3.5    Vesting and Post-Vesting Holding Requirements. Notwithstanding anything in the Plan to the contrary, no portion of any Full-Value Awards, Options and SARs granted after July 24, 2018, shall vest based on employment with the Company or its Subsidiaries prior to the first anniversary of the date on which such Award is granted, except in connection with death, Disability, Retirement, Termination of Employment without cause or a change of control as defined in the applicable Award Agreement, and except that up to five percent (5%) of the aggregate number of shares of Stock authorized for issuance under the Plan may be issued pursuant to Full-Value Awards, Options and SARs without regard to the employment vesting requirements of this Section 3.5. In addition, the Committee may impose a mandatory post-vesting holding period on any Awards or shares of Stock received pursuant to Awards made under the Plan, according to the terms and conditions it determines in its sole discretion, and sets forth in the applicable Award Agreement. Any post-vesting holding periods shall lapse in the event of the Participant’s death, Disability, Termination of Employment without cause or a change of control as defined in the applicable Award Agreement.

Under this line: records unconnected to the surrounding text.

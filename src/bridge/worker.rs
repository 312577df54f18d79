//! Device-side half of the bridge
//!
//! Runs on a dedicated blocking thread and owns the [`DeviceReader`] for its
//! whole life. It talks to the foreground only through the readiness
//! oneshot, the shutdown token and the stream outlet.

use std::sync::Arc;
use std::time::Duration;

use chrono::Local;
use tokio::sync::oneshot;
use tokio_util::sync::CancellationToken;
use tracing::{debug, error, info, warn};

use crate::clock::Clock;
use crate::device::reader::Streaming;
use crate::device::{DeviceBackend, DeviceError, DeviceReader, PollStats, ReaderSettings};
use crate::stream::{StreamInfo, StreamRegistry};

/// Pause after a failed read so an unplugged device does not spin the loop
const FAILURE_BACKOFF: Duration = Duration::from_millis(1);

pub type ReadySender = oneshot::Sender<Result<StreamInfo, DeviceError>>;

/// Everything moved onto the worker thread
pub struct WorkerContext {
    pub settings: ReaderSettings,
    pub backend: Arc<dyn DeviceBackend>,
    pub clock: Arc<dyn Clock>,
    pub registry: StreamRegistry,
    pub shutdown: CancellationToken,
    pub ready: ReadySender,
    pub stats_interval: Duration,
    pub max_consecutive_failures: u32,
}

/// Why the worker returned
#[derive(Clone, Copy, Debug, PartialEq, Eq)]
pub enum WorkerExit {
    /// Shutdown observed while polling
    Shutdown,
    /// The device could not be opened; the error went to the readiness channel
    OpenFailed,
    /// Shutdown was requested before readiness could be signalled
    CancelledBeforeReady,
    /// Nobody was waiting for readiness any more
    Abandoned,
    /// Too many consecutive read failures
    DeviceLost,
}

#[derive(Clone, Copy, Debug, PartialEq, Eq)]
pub struct WorkerReport {
    pub exit: WorkerExit,
    pub stats: PollStats,
}

pub fn run_worker(ctx: WorkerContext) -> WorkerReport {
    info!("Hand worker starting");

    let reader = DeviceReader::create(ctx.settings, ctx.backend, ctx.clock);
    let mut reader = match reader.open(&ctx.registry) {
        Ok(reader) => reader,
        Err(e) => {
            error!("Failed to open hand device: {}", e);
            if ctx.ready.send(Err(e)).is_err() {
                debug!("Open failure not delivered, bridge stopped waiting");
            }
            return WorkerReport {
                exit: WorkerExit::OpenFailed,
                stats: PollStats::default(),
            };
        }
    };

    if ctx.shutdown.is_cancelled() {
        warn!("Shutdown requested before the worker became ready");
        let stats = reader.stats();
        reader.close();
        return WorkerReport {
            exit: WorkerExit::CancelledBeforeReady,
            stats,
        };
    }

    if ctx.ready.send(Ok(reader.stream_info().clone())).is_err() {
        warn!("Bridge stopped waiting for readiness, closing device");
        let stats = reader.stats();
        reader.close();
        return WorkerReport {
            exit: WorkerExit::Abandoned,
            stats,
        };
    }
    info!("Hand worker ready, entering poll loop");

    let exit = poll_loop(
        &mut reader,
        &ctx.shutdown,
        ctx.stats_interval,
        ctx.max_consecutive_failures,
    );

    let stats = reader.stats();
    reader.close();
    info!("Hand worker finished: {:?}, {:?}", exit, stats);
    WorkerReport { exit, stats }
}

/// Polls until shutdown is observed. The flag is checked once per
/// iteration, so stop latency is bounded by one poll.
pub fn poll_loop(
    reader: &mut DeviceReader<Streaming>,
    shutdown: &CancellationToken,
    stats_interval: Duration,
    max_consecutive_failures: u32,
) -> WorkerExit {
    let idle_wait = reader.settings().read_mode.idle_wait();

    let log_interval =
        chrono::Duration::from_std(stats_interval).unwrap_or(chrono::Duration::seconds(10));
    let mut last_log_time = Local::now();
    let mut logged = reader.stats();

    while !shutdown.is_cancelled() {
        match reader.poll() {
            Ok(Some(_)) => {}
            Ok(None) => {
                if let Some(wait) = idle_wait {
                    std::thread::sleep(wait);
                }
            }
            Err(e) if e.is_recoverable() => {
                let failures = reader.stats().consecutive_failures;
                if failures >= max_consecutive_failures {
                    error!(
                        "Giving up after {} consecutive read failures, last: {}",
                        failures, e
                    );
                    return WorkerExit::DeviceLost;
                }
                match e {
                    DeviceError::ShortReport { .. } => warn!("Dropped sample: {}", e),
                    _ => {
                        warn!("Read failed: {}", e);
                        std::thread::sleep(FAILURE_BACKOFF);
                    }
                }
            }
            Err(e) => {
                error!("Unrecoverable read error: {}", e);
                return WorkerExit::DeviceLost;
            }
        }

        let now = Local::now();
        if now - last_log_time > log_interval {
            let stats = reader.stats();
            let elapsed = (now - last_log_time).num_milliseconds().max(1) as f64 / 1000.0;
            info!(
                "Worker stats: {} samples, {} empty reads, {} dropped in {:.1}s (avg {:.1} Hz)",
                stats.samples - logged.samples,
                stats.empty_reads - logged.empty_reads,
                stats.dropped - logged.dropped,
                elapsed,
                (stats.samples - logged.samples) as f64 / elapsed
            );
            logged = stats;
            last_log_time = now;
        }
    }

    debug!("Shutdown observed after {} polls", reader.stats().iterations);
    WorkerExit::Shutdown
}

#[cfg(test)]
mod tests {
    use super::*;
    use crate::clock::LocalClock;
    use crate::device::mock::{MockBackend, MockRead};
    use crate::device::ReadMode;

    fn context(
        backend: &MockBackend,
        registry: &StreamRegistry,
        shutdown: &CancellationToken,
        ready: ReadySender,
    ) -> WorkerContext {
        WorkerContext {
            settings: ReaderSettings {
                read_mode: ReadMode::non_blocking(),
                ..ReaderSettings::default()
            },
            backend: Arc::new(backend.clone()),
            clock: Arc::new(LocalClock),
            registry: registry.clone(),
            shutdown: shutdown.clone(),
            ready,
            stats_interval: Duration::from_secs(10),
            max_consecutive_failures: 3,
        }
    }

    #[test]
    fn open_failure_is_reported_through_readiness() {
        let backend = MockBackend::with_listing(Vec::new());
        let registry = StreamRegistry::new();
        let shutdown = CancellationToken::new();
        let (tx, mut rx) = oneshot::channel();

        let report = run_worker(context(&backend, &registry, &shutdown, tx));
        assert_eq!(report.exit, WorkerExit::OpenFailed);
        assert!(matches!(rx.try_recv(), Ok(Err(DeviceError::DeviceNotFound(_)))));
    }

    #[test]
    fn cancelled_worker_closes_device_without_signalling() {
        let backend = MockBackend::hand();
        let registry = StreamRegistry::new();
        let shutdown = CancellationToken::new();
        shutdown.cancel();
        let (tx, mut rx) = oneshot::channel();

        let report = run_worker(context(&backend, &registry, &shutdown, tx));
        assert_eq!(report.exit, WorkerExit::CancelledBeforeReady);
        assert_eq!(backend.probe().closed(), 1);
        assert!(rx.try_recv().is_err());
        assert!(registry.streams().is_empty());
    }

    #[test]
    fn abandoned_worker_closes_device() {
        let backend = MockBackend::hand();
        let registry = StreamRegistry::new();
        let shutdown = CancellationToken::new();
        let (tx, rx) = oneshot::channel();
        drop(rx);

        let report = run_worker(context(&backend, &registry, &shutdown, tx));
        assert_eq!(report.exit, WorkerExit::Abandoned);
        assert_eq!(backend.probe().closed(), 1);
    }

    #[test]
    fn repeated_failures_end_the_loop() {
        let backend = MockBackend::hand();
        for _ in 0..5 {
            backend.push(MockRead::Fail("unplugged".into()));
        }
        let registry = StreamRegistry::new();
        let shutdown = CancellationToken::new();
        let (tx, _rx) = oneshot::channel();

        let report = run_worker(context(&backend, &registry, &shutdown, tx));
        assert_eq!(report.exit, WorkerExit::DeviceLost);
        assert_eq!(report.stats.transport_errors, 3);
        assert_eq!(backend.probe().closed(), 1);
    }

    #[test]
    fn empty_reads_keep_the_loop_alive_until_shutdown() {
        let backend = MockBackend::hand();
        let registry = StreamRegistry::new();
        let shutdown = CancellationToken::new();
        let (tx, _rx) = oneshot::channel();
        let ctx = context(&backend, &registry, &shutdown, tx);

        let worker = std::thread::spawn(move || run_worker(ctx));
        std::thread::sleep(Duration::from_millis(20));
        shutdown.cancel();
        let report = worker.join().expect("worker thread must not panic");

        assert_eq!(report.exit, WorkerExit::Shutdown);
        assert!(report.stats.iterations > 1);
        assert_eq!(report.stats.iterations, report.stats.empty_reads);
        assert_eq!(report.stats.samples, 0);
    }
}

3.6    Decisions Binding. All determinations and decisions made by the Committee pursuant to the provisions of the Plan and all related orders or resolutions of the Board shall be final, conclusive, and binding on all persons, including the Company, its stockholders, Eligible Persons, Employees, Participants, and their Beneficiaries and estates. No member of the Committee shall be liable for any action or determination made in good faith with respect to the Plan or any Award.

3.7    Costs. The Company shall pay all costs of administration of the Plan.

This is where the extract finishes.